## THE TASK
The complete listing should be restated word for word.

## ENTRIES SHOWN
==================================================

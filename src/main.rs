//! Query Cache - TTL cache server for geocoding, zoning and RAG lookups

use std::net::SocketAddr;

use anyhow::Context;
use tokio::signal;
use tracing::{info, warn};
use tracing_subscriber::{layer::SubscriberExt, util::SubscriberInitExt};

use query_cache::api::create_router;
use query_cache::{spawn_cleanup_task, AppState, Config};

/// Main entry point for the query cache server.
///
/// # Startup Sequence
/// 1. Initialize tracing subscriber for logging
/// 2. Load configuration from environment variables
/// 3. Create the cache store
/// 4. Start the background expiry sweep
/// 5. Serve the HTTP API until SIGINT/SIGTERM
#[tokio::main]
async fn main() -> anyhow::Result<()> {
    // Defaults to "info" level, can be overridden with RUST_LOG env var
    tracing_subscriber::registry()
        .with(
            tracing_subscriber::EnvFilter::try_from_default_env()
                .unwrap_or_else(|_| "query_cache=info,tower_http=info".into()),
        )
        .with(tracing_subscriber::fmt::layer())
        .init();

    info!("Starting query cache server");

    let config = Config::from_env();
    info!(
        "Configuration loaded: port={}, cleanup_interval={}s, key_hash={}",
        config.server_port, config.cleanup_interval, config.key_hasher
    );

    let state = AppState::from_config(&config);
    info!("Cache store initialized");

    let cleanup_handle = spawn_cleanup_task(state.cache.clone(), config.cleanup_interval);
    info!("Background expiry sweep started");

    let app = create_router(state);

    let addr = SocketAddr::from(([0, 0, 0, 0], config.server_port));
    let listener = tokio::net::TcpListener::bind(addr)
        .await
        .with_context(|| format!("Failed to bind {}", addr))?;
    info!("Server listening on http://{}", addr);

    axum::serve(listener, app)
        .with_graceful_shutdown(shutdown_signal(cleanup_handle))
        .await
        .context("Server error")?;

    info!("Server shutdown complete");
    Ok(())
}

/// Waits for shutdown signal (Ctrl+C or SIGTERM).
///
/// On shutdown signal, aborts the sweep task and allows graceful shutdown.
async fn shutdown_signal(cleanup_handle: tokio::task::JoinHandle<()>) {
    let ctrl_c = async {
        if let Err(err) = signal::ctrl_c().await {
            warn!("Failed to listen for Ctrl+C: {}", err);
            std::future::pending::<()>().await;
        }
    };

    #[cfg(unix)]
    let terminate = async {
        match signal::unix::signal(signal::unix::SignalKind::terminate()) {
            Ok(mut sigterm) => {
                sigterm.recv().await;
            }
            Err(err) => {
                warn!("Failed to install SIGTERM handler: {}", err);
                std::future::pending::<()>().await;
            }
        }
    };

    #[cfg(not(unix))]
    let terminate = std::future::pending::<()>();

    tokio::select! {
        _ = ctrl_c => {
            info!("Received Ctrl+C, initiating shutdown...");
        }
        _ = terminate => {
            info!("Received SIGTERM, initiating shutdown...");
        }
    }

    cleanup_handle.abort();
    warn!("Expiry sweep task aborted");
}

==================================================

## TASK OUTPUT
filename src/main.rs
//! Query Cache - TTL cache server for geocoding, zoning and RAG lookups

use std::net::SocketAddr;

use anyhow::Context;
use tokio::signal;
use tracing::{info, warn};
use tracing_subscriber::{layer::SubscriberExt, util::SubscriberInitExt};

use query_cache::api::create_router;
use query_cache::{spawn_cleanup_task, AppState, Config};

/// Main entry point for the query cache server.
///
/// # Startup Sequence
/// 1. Initialize tracing subscriber for logging
/// 2. Load configuration from environment variables
/// 3. Create the cache store
/// 4. Start the background expiry sweep
/// 5. Serve the HTTP API until SIGINT/SIGTERM
#[tokio::main]
async fn main() -> anyhow::Result<()> {
    // Defaults to "info" level, can be overridden with RUST_LOG env var
    tracing_subscriber::registry()
        .with(
            tracing_subscriber::EnvFilter::try_from_default_env()
                .unwrap_or_else(|_| "query_cache=info,tower_http=info".into()),
        )
        .with(tracing_subscriber::fmt::layer())
        .init();

    info!("Starting query cache server");

    let config = Config::from_env();
    info!(
        "Configuration loaded: port={}, cleanup_interval={}s, key_hash={}",
        config.server_port, config.cleanup_interval, config.key_hasher
    );

    let state = AppState::from_config(&config);
    info!("Cache store initialized");

    let cleanup_handle = spawn_cleanup_task(state.cache.clone(), config.cleanup_interval);
    info!("Background expiry sweep started");

    let app = create_router(state);

    let addr = SocketAddr::from(([0, 0, 0, 0], config.server_port));
    let listener = tokio::net::TcpListener::bind(addr)
        .await
        .with_context(|| format!("Failed to bind {}", addr))?;
    info!("Server listening on http://{}", addr);

    axum::serve(listener, app)
        .with_graceful_shutdown(shutdown_signal(cleanup_handle))
        .await
        .context("Server error")?;

    info!("Server shutdown complete");
    Ok(())
}

/// Waits for shutdown signal (Ctrl+C or SIGTERM).
///
/// On shutdown signal, aborts the sweep task and allows graceful shutdown.
async fn shutdown_signal(cleanup_handle: tokio::task::JoinHandle<()>) {
    let ctrl_c = async {
        if let Err(err) = signal::ctrl_c().await {
            warn!("Failed to listen for Ctrl+C: {}", err);
            std::future::pending::<()>().await;
        }
    };

    #[cfg(unix)]
    let terminate = async {
        match signal::unix::signal(signal::unix::SignalKind::terminate()) {
            Ok(mut sigterm) => {
                sigterm.recv().await;
            }
            Err(err) => {
                warn!("Failed to install SIGTERM handler: {}", err);
                std::future::pending::<()>().await;
            }
        }
    };

    #[cfg(not(unix))]
    let terminate = std::future::pending::<()>();

    tokio::select! {
        _ = ctrl_c => {
            info!("Received Ctrl+C, initiating shutdown...");
        }
        _ = terminate => {
            info!("Received SIGTERM, initiating shutdown...");
        }
    }

    cleanup_handle.abort();
    warn!("Expiry sweep task aborted");
}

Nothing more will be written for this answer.